A typical big box grocery store has approximately 25,000 items – they call them SKUs – for stock keeping units. For example: a red pen and a blue pen are 2 stock keeping units whether there is 1 on the shelf or 1 million – get the idea).
Some products are very price sensitive – they’re the ones you buy most times you go to the grocery store. Lets call this CATEGORY 1. Category 8 might be the least competitive category. Get the idea. Inbetween there are 6 categories of varying degree of price sensitivity. Each category allows the store to get a higher gross profit margin even though the % of the total store sales is far less than the higher category.
Mark Up Category As %
Category Descript. Over Cost Total Prod.

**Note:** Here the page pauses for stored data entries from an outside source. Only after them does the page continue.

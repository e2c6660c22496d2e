//! CLI argument definitions using clap
//!
//! Commands:
//! - snippetd init --config <path>
//! - snippetd serve --config <path> [--port <port>]

use clap::{Parser, Subcommand};
use std::path::PathBuf;

/// snippetd - A self-hostable code snippet API server
#[derive(Parser, Debug)]
#[command(name = "snippetd")]
#[command(version, about, long_about = None)]
pub struct Cli {
    #[command(subcommand)]
    pub command: Command,
}

#[derive(Subcommand, Debug)]
pub enum Command {
    /// Create the snippet database and seed example rows
    Init {
        /// Path to configuration file
        #[arg(long, default_value = "./snippetd.json")]
        config: PathBuf,
    },

    /// Start the snippet API server
    Serve {
        /// Path to configuration file
        #[arg(long, default_value = "./snippetd.json")]
        config: PathBuf,

        /// Override the configured port
        #[arg(long)]
        port: Option<u16>,
    },
}

impl Cli {
    /// Parse command line arguments
    pub fn parse_args() -> Self {
        Cli::parse()
    }
}
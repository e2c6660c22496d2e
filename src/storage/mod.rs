//! # Snippet Storage
//!
//! SQLite-backed storage for the `snippets` table.
//!
//! The store owns the database path and opens a fresh connection per
//! operation; every operation acquires and releases its connection on all
//! exit paths. Correctness under concurrent requests relies on SQLite's
//! single-statement atomicity — no multi-statement transactions are used.

mod errors;
mod filter;
mod schema;
mod store;

pub use errors::{StoreError, StoreResult};
pub use filter::SnippetFilter;
pub use store::{NewSnippet, Snippet, SnippetStore};
//! CLI module for snippetd
//!
//! Provides the command-line interface:
//! - init: Create the database and seed example rows
//! - serve: Bootstrap the database and start the HTTP server

mod args;
mod commands;
mod errors;

pub use args::{Cli, Command};
pub use commands::{init, run, run_command, serve};
pub use errors::{CliError, CliResult};
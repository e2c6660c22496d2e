//! # API Errors
//!
//! Error types for the HTTP API. Client errors carry their message to the
//! caller; storage failures are logged server-side and surfaced as a generic
//! 500 so internal detail never reaches the wire.

use axum::http::StatusCode;
use axum::response::{IntoResponse, Response};
use axum::Json;
use serde::Serialize;
use thiserror::Error;

use crate::storage::StoreError;

/// Result type for API handlers
pub type ApiResult<T> = Result<T, ApiError>;

/// HTTP API errors
#[derive(Debug, Error)]
pub enum ApiError {
    /// A required form field is missing or empty
    #[error("All fields are required")]
    MissingFields,

    /// Requested snippet id has no matching row
    #[error("Snippet not found")]
    SnippetNotFound,

    /// Storage failure; detail is logged, not echoed
    #[error("Internal server error")]
    Storage(#[source] StoreError),

    /// Task or runtime failure; detail is logged, not echoed
    #[error("Internal server error")]
    Internal(String),
}

impl ApiError {
    /// Get HTTP status code for this error
    pub fn status_code(&self) -> StatusCode {
        match self {
            ApiError::MissingFields => StatusCode::BAD_REQUEST,
            ApiError::SnippetNotFound => StatusCode::NOT_FOUND,
            ApiError::Storage(_) | ApiError::Internal(_) => StatusCode::INTERNAL_SERVER_ERROR,
        }
    }
}

impl From<StoreError> for ApiError {
    fn from(err: StoreError) -> Self {
        match err {
            StoreError::SnippetNotFound => ApiError::SnippetNotFound,
            other => ApiError::Storage(other),
        }
    }
}

/// Error response body
#[derive(Debug, Serialize)]
pub struct ErrorResponse {
    pub error: String,
}

impl IntoResponse for ApiError {
    fn into_response(self) -> Response {
        match &self {
            ApiError::Storage(detail) => {
                tracing::error!(error = %detail, "storage failure");
            }
            ApiError::Internal(detail) => {
                tracing::error!(error = %detail, "internal failure");
            }
            _ => {}
        }

        let status = self.status_code();
        let body = Json(ErrorResponse {
            error: self.to_string(),
        });
        (status, body).into_response()
    }
}

#[cfg(test)]
mod tests {
    use super::*;

    #[test]
    fn test_status_codes() {
        assert_eq!(ApiError::MissingFields.status_code(), StatusCode::BAD_REQUEST);
        assert_eq!(ApiError::SnippetNotFound.status_code(), StatusCode::NOT_FOUND);
        assert_eq!(
            ApiError::Internal("test".to_string()).status_code(),
            StatusCode::INTERNAL_SERVER_ERROR
        );
    }

    #[test]
    fn test_store_not_found_maps_to_404() {
        let err = ApiError::from(StoreError::SnippetNotFound);
        assert_eq!(err.status_code(), StatusCode::NOT_FOUND);
        assert_eq!(err.to_string(), "Snippet not found");
    }

    #[test]
    fn test_storage_failure_message_is_generic() {
        let sqlite_err = rusqlite::Error::InvalidQuery;
        let err = ApiError::from(StoreError::Sqlite(sqlite_err));
        assert_eq!(err.status_code(), StatusCode::INTERNAL_SERVER_ERROR);
        assert_eq!(err.to_string(), "Internal server error");
    }
}
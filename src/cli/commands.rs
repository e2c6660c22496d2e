//! CLI command implementations
//!
//! Both commands load configuration, then bootstrap the database before
//! doing anything else. `serve` additionally binds the HTTP listener, so
//! schema creation and seeding are never reachable over the network.

use std::path::Path;
use std::sync::Arc;

use serde_json::json;

use crate::config::Config;
use crate::http_server::HttpServer;
use crate::storage::SnippetStore;

use super::args::{Cli, Command};
use super::errors::{CliError, CliResult};

/// Main CLI entry point
///
/// Parses arguments and dispatches to the appropriate command.
/// This is the only function that main.rs should call.
pub fn run() -> CliResult<()> {
    let cli = Cli::parse_args();
    run_command(cli.command)
}

/// Run the appropriate command based on CLI args
pub fn run_command(cmd: Command) -> CliResult<()> {
    match cmd {
        Command::Init { config } => init(&config),
        Command::Serve { config, port } => serve(&config, port),
    }
}

/// Create the snippet database and seed example rows
///
/// Idempotent: running against an existing database changes nothing.
pub fn init(config_path: &Path) -> CliResult<()> {
    let config = Config::load(config_path).map_err(CliError::config)?;

    let store = SnippetStore::new(&config.database_path);
    store.bootstrap().map_err(CliError::boot)?;

    println!(
        "{}",
        json!({"initialized": true, "database": config.database_path})
    );

    Ok(())
}

/// Bootstrap the database and start the HTTP server
///
/// Startup sequence:
/// 1. Configuration load (with optional port override)
/// 2. Database bootstrap (table creation + one-time seeding)
/// 3. Listener bind and serving loop
pub fn serve(config_path: &Path, port: Option<u16>) -> CliResult<()> {
    let mut config = Config::load(config_path).map_err(CliError::config)?;
    if let Some(port) = port {
        config.port = port;
    }

    init_tracing();

    let store = Arc::new(SnippetStore::new(&config.database_path));
    store.bootstrap().map_err(CliError::boot)?;
    tracing::info!(database = %config.database_path, "database ready");

    let server = HttpServer::new(store, &config);

    let rt = tokio::runtime::Runtime::new()
        .map_err(|e| CliError::boot(format!("failed to create tokio runtime: {}", e)))?;

    rt.block_on(async { server.start().await.map_err(CliError::server) })
}

fn init_tracing() {
    tracing_subscriber::fmt()
        .with_env_filter(
            tracing_subscriber::EnvFilter::try_from_default_env()
                .unwrap_or_else(|_| tracing_subscriber::EnvFilter::new("info")),
        )
        .init();
}
//! snippetd CLI entry point
//!
//! This is a minimal entrypoint that:
//! 1. Parses CLI arguments (via cli::run)
//! 2. Dispatches to CLI commands (via cli::run)
//! 3. Prints errors to stderr
//! 4. Exits with non-zero on failure
//!
//! All logic is delegated to the CLI module.

use snippetd::cli;

fn main() {
    if let Err(e) = cli::run() {
        eprintln!("{}", e);
        std::process::exit(1);
    }
}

Mix %/Total Store $
1 Most Price Sensitive 20% 3% 25%
2 2nd Most Price Sensitive 25% 8% 20%
3 3rd Most Price Sensitive 30% 10% 15%
4 4th Most Price Sensitive 38% 12% 10%
5 5th Most Price Sensitive 45% 15% 8%
6 6th Most Price Sensitive 50% 18% 6%
7 7th Most Price Sensitive 60% 25% 4%
8 8th Most Price Sensitive 75% 8% 2%
Notice anything?
% of total product mix in this virtual grocery store:
Category 1 = Of total product mix (25,000 items) or 3% 750 SKUs
Mark up over cost 20%
% of gross overall sales revenue 25% of sales $’s
Category 7 = Of total product mix (25,000 items) or 25% 6,125 SKUs
Mark up over cost 60%
% of gross overall sales revenue 4% of sales $’s
So how do these companies price? They know their breakeven cost of doing business requires them to generate a profit of 27%. Obviously they can’t sell too much of category 1 product at 20% if they expect to make a profit. Right?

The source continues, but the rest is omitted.